En Ecuador, el liderazgo femenino avanza, pero no en
línea recta. Mientras más mujeres ocupan espacios de decisión y consolidan
emprendimientos propios, persiste una brecha menos visible, aunque
profundamente determinante: el acceso desigual a herramientas de protección
financiera.
Según datos difundidos por Mujeres por Ecuador con base en Deloitte
(junio,2024), apenas el 15% de los puestos directivos estaría ocupado por
mujeres. En paralelo según el Global Findex
2024, la tenencia de cuentas en Ecuador aumentó de 64 % en 2021 a 65 % en 2024;
sin embargo, persisten brechas de acceso y uso de servicios financieros entre
mujeres y hombres, lo que evidencia desafíos continuos en la inclusión financiera
por género. La representación avanza, pero la infraestructura
financiera que sostiene esa representación todavía no acompaña al mismo ritmo.

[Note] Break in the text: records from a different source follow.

mod common;

use admin_database::{queries, revision, ChainMode, DatabaseError, TxMode};
use std::time::Duration;

#[test]
fn balanced_nesting_commits_once_at_the_outermost_finish() {
    let (_dir, path) = common::init_test_db(0x100);
    let mut writer = common::open(&path);
    let mut observer = common::open(&path);

    let mut outer = writer.begin(TxMode::ReadWrite).expect("begin outer");
    queries::insert_config_value(outer.connection(), "note", "draft").expect("insert");
    {
        let mut middle = outer.begin(TxMode::Write).expect("begin middle");
        let inner = middle.begin(TxMode::Read).expect("begin inner");
        assert_eq!(inner.depth(), 3);
        inner.finish().expect("finish inner");
        assert_eq!(middle.depth(), 2);
        middle.finish().expect("finish middle");
    }
    assert_eq!(outer.depth(), 1);

    // Nothing is visible to another connection until the outer finish.
    let seen = observer
        .work(TxMode::Read, |s| queries::get_config_value(s.connection(), "note"))
        .expect("observe");
    assert!(seen.is_none());

    outer.finish().expect("finish outer");
    assert_eq!(writer.depth(), 0);
    assert_eq!(writer.chain_mode(), ChainMode::None);

    let seen = observer
        .work(TxMode::Read, |s| queries::get_config_value(s.connection(), "note"))
        .expect("observe");
    assert_eq!(seen, Some(b"draft".to_vec()));
}

#[test]
fn write_blocks_inside_read_transactions_conflict() {
    let (_dir, path) = common::init_test_db(1);
    let mut session = common::open(&path);

    let mut outer = session.begin(TxMode::Read).expect("begin");
    assert!(matches!(
        outer.begin(TxMode::ReadWrite).map(|b| b.finish()),
        Err(DatabaseError::ModeConflict {
            requested: TxMode::ReadWrite
        })
    ));
    assert!(matches!(
        outer.begin(TxMode::Write).map(|b| b.finish()),
        Err(DatabaseError::ModeConflict {
            requested: TxMode::Write
        })
    ));
    outer.finish().expect("finish");
}

#[test]
fn read_blocks_inside_write_transactions_reuse_them() {
    let (_dir, path) = common::init_test_db(1);
    let mut session = common::open(&path);

    for outer_mode in [TxMode::ReadWrite, TxMode::Write] {
        let mut outer = session.begin(outer_mode).expect("begin");
        let inner = outer.begin(TxMode::Read).expect("nested read");
        assert_eq!(inner.chain_mode(), ChainMode::ReadWrite);
        inner.finish().expect("finish inner");
        outer.finish().expect("finish outer");
    }
}

#[test]
fn any_rw_block_bumps_the_revision_exactly_once() {
    let (_dir, path) = common::init_test_db(0x500);
    let mut session = common::open(&path);

    for rw_blocks in 1..=5 {
        let before = common::revision_of(&mut session);

        let mut outer = session.begin(TxMode::Write).expect("begin");
        for _ in 0..rw_blocks {
            let mut block = outer.begin(TxMode::ReadWrite).expect("rw");
            let inner = block.begin(TxMode::ReadWrite).expect("nested rw");
            inner.finish().expect("finish");
            block.finish().expect("finish");
        }
        outer.finish().expect("commit");

        let after = common::revision_of(&mut session);
        let delta = after - before;
        assert!(
            (1..=revision::STEP_MAX).contains(&delta),
            "revision moved by {delta} with {rw_blocks} RW blocks"
        );
    }
}

#[test]
fn read_and_write_only_chains_leave_the_revision_alone() {
    let (_dir, path) = common::init_test_db(0x42);
    let mut session = common::open(&path);

    session
        .work(TxMode::Write, |s| {
            queries::insert_config_value(s.connection(), "note", "x")?;
            s.work(TxMode::Read, |_| Ok::<_, DatabaseError>(()))
        })
        .expect("write chain");
    session
        .work(TxMode::Read, |_| Ok::<_, DatabaseError>(()))
        .expect("read chain");

    assert_eq!(common::revision_of(&mut session), 0x42);
}

#[test]
fn updates_inside_a_read_chain_are_refused() {
    let (_dir, path) = common::init_test_db(0x10);
    let mut session = common::open(&path);
    session
        .work(TxMode::Write, |s| {
            queries::insert_config_value(s.connection(), "path_feed", "/a")
        })
        .expect("seed row");

    let result = session.work(TxMode::Read, |s| {
        queries::update_config_value(s.connection(), "path_feed", "/b")
    });
    assert!(matches!(result, Err(DatabaseError::Sqlite(_))));
    assert_eq!(session.depth(), 0);

    // Nested read blocks inside the read chain are refused the same way.
    let mut outer = session.begin(TxMode::Read).expect("read chain");
    {
        let inner = outer.begin(TxMode::Read).expect("nested read");
        assert!(queries::update_config_value(inner.connection(), "path_feed", "/c").is_err());
        inner.finish().expect("inner finish");
    }
    outer.finish().expect("outer finish");

    drop(session);
    let mut session = common::open(&path);
    let feed = session
        .work(TxMode::Read, |s| queries::get_config_value(s.connection(), "path_feed"))
        .expect("read back");
    assert_eq!(feed.as_deref(), Some(&b"/a"[..]));
    assert_eq!(common::revision_of(&mut session), 0x10);
}

#[test]
fn revision_is_strictly_increasing_across_commits() {
    let (_dir, path) = common::init_test_db(revision::initial());
    let mut session = common::open(&path);

    let mut last = common::revision_of(&mut session);
    for _ in 0..50 {
        session
            .work(TxMode::ReadWrite, |_| Ok::<_, DatabaseError>(()))
            .expect("rw chain");
        let now = common::revision_of(&mut session);
        assert!(now > last);
        last = now;
    }
}

#[test]
fn cancel_discards_partial_work() {
    let (_dir, path) = common::init_test_db(0x10);
    let mut session = common::open(&path);

    let mut outer = session.begin(TxMode::ReadWrite).expect("begin");
    queries::insert_config_value(outer.connection(), "note", "x").expect("insert");
    let inner = outer.begin(TxMode::ReadWrite).expect("nested");
    queries::update_config_value(inner.connection(), revision::REVISION_KEY, "ffff")
        .expect("update");
    inner.cancel();
    drop(outer);

    assert_eq!(session.depth(), 0);
    assert!(!session.saw_write());
    session.cancel();

    let note = session
        .work(TxMode::Read, |s| queries::get_config_value(s.connection(), "note"))
        .expect("read");
    assert!(note.is_none());
    assert_eq!(common::revision_of(&mut session), 0x10);
}

#[test]
fn overflowing_revision_aborts_the_commit() {
    let (_dir, path) = common::init_test_db(u32::MAX);
    let mut session = common::open(&path);

    let result = session.work(TxMode::ReadWrite, |s| {
        queries::insert_config_value(s.connection(), "note", "x")
    });
    assert!(matches!(result, Err(DatabaseError::RevisionOverflow { .. })));
    assert_eq!(session.depth(), 0);

    let note = session
        .work(TxMode::Read, |s| queries::get_config_value(s.connection(), "note"))
        .expect("read");
    assert!(note.is_none());
}

#[test]
fn writers_serialize_when_the_write_block_opens() {
    let (_dir, path) = common::init_test_db(1);
    let mut first = common::open(&path);
    let mut second = common::open_with_timeout(&path, Duration::from_millis(50));

    let block = first.begin(TxMode::Write).expect("first writer");

    // The second writer cannot even open its block while the lock is held.
    let contended = second.begin(TxMode::Write).map(|b| b.finish());
    assert!(matches!(contended, Err(DatabaseError::Sqlite(_))));
    assert_eq!(second.depth(), 0);

    // Readers are not blocked by the writer.
    assert_eq!(common::revision_of(&mut second), 1);

    block.finish().expect("release");
    second
        .work(TxMode::Write, |_| Ok::<_, DatabaseError>(()))
        .expect("second writer after release");
}

#[test]
fn dropping_a_session_mid_transaction_rolls_back() {
    let (_dir, path) = common::init_test_db(7);

    {
        let mut session = common::open(&path);
        let block = session.begin(TxMode::ReadWrite).expect("begin");
        queries::insert_config_value(block.connection(), "note", "x").expect("insert");
        std::mem::forget(block);
    }

    let mut session = common::open(&path);
    let note = session
        .work(TxMode::Read, |s| queries::get_config_value(s.connection(), "note"))
        .expect("read");
    assert!(note.is_none());
    assert_eq!(common::revision_of(&mut session), 7);
}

El contexto laboral amplifica esta tensión. Entre octubre y diciembre de 2024, el 55,6% de las mujeres con empleo se ubicó en el sector informal, una condición que incrementa la exposición frente a enfermedades, accidentes o interrupciones del negocio. A junio de 2025, la tasa de desempleo femenino se ubicó en 4,2% y el subempleo alcanzó el 17,5% (INEC, 2025).
Cuando los ingresos son irregulares y el acceso a instrumentos
financieros es limitado, la autonomía económica puede verse comprometida ante
cualquier imprevisto.
Más liderazgo, pero ¿con qué respaldo?
En paralelo, el mercado asegurador ecuatoriano muestra señales de
consolidación. Con corte a septiembre de 2025, la prima neta emitida acumulada
alcanzó USD 1.757,1 millones, un crecimiento cercano al 5% frente al mismo
período de 2024, según FEDESEG. El 68% corresponde a ramos generales y el 32% a
ramos de vida.
Más allá de las cifras, el comportamiento del sector refleja una
tendencia clara: mayor conciencia sobre la gestión del riesgo como herramienta
de estabilidad y continuidad. Sin embargo, la pregunta clave es si esa
conciencia está llegando con la misma fuerza a mujeres ejecutivas,
emprendedoras y trabajadoras independientes.
Para Tecniseguros, la conversación sobre liderazgo femenino no puede
limitarse al acceso a cargos de decisión. Debe incorporar una dimensión
estratégica vinculada a la protección financiera como pilar de sostenibilidad.
“El liderazgo no se mide solo por alcanzar una posición, sino por la
capacidad de sostener lo construido. En un país con alta informalidad y brechas
de acceso financiero, hablar de protección es hablar de continuidad del hogar,
del negocio y del empleo”, afirma Carla Terneus, subgerente comercial de
Vida y Asistencia Médica de Tecniseguros.
Gestión de riesgos: una agenda empresarial con enfoque
de género
Desde una perspectiva técnica, la protección financiera implica
identificar vulnerabilidades personales y patrimoniales, estructurar coberturas
alineadas al ciclo de vida y establecer planes de continuidad. Pero desde una
perspectiva social, implica algo más profundo: reducir la fragilidad
estructural que aún acompaña al crecimiento femenino en el ámbito económico.
Cuando una emprendedora carece de respaldo financiero ante una
enfermedad o un evento inesperado, el impacto trasciende lo individual: alcanza
a su familia, a sus colaboradores y, en muchos casos, a comunidades enteras que
dependen de su actividad productiva.
En un país donde más de la mitad de las mujeres ocupadas se encuentra en
la informalidad y donde persisten brechas en inclusión financiera y
representación directiva, fortalecer el acceso a instrumentos de protección no
es solo una decisión individual; es una estrategia de desarrollo económico.
Incorporar la gestión del riesgo dentro de la agenda de liderazgo femenino transforma la conversación. Ya no se trata únicamente de cuántas mujeres llegan a posiciones de poder, sino de cuántas cuentan con herramientas para sostener, escalar y proteger lo que han construido.
Anticiparse al riesgo: condición para el progreso
El desafío, entonces, no es solo avanzar en representación. Es
consolidar un ecosistema donde el liderazgo femenino tenga bases financieras
sólidas que garanticen estabilidad, continuidad y crecimiento.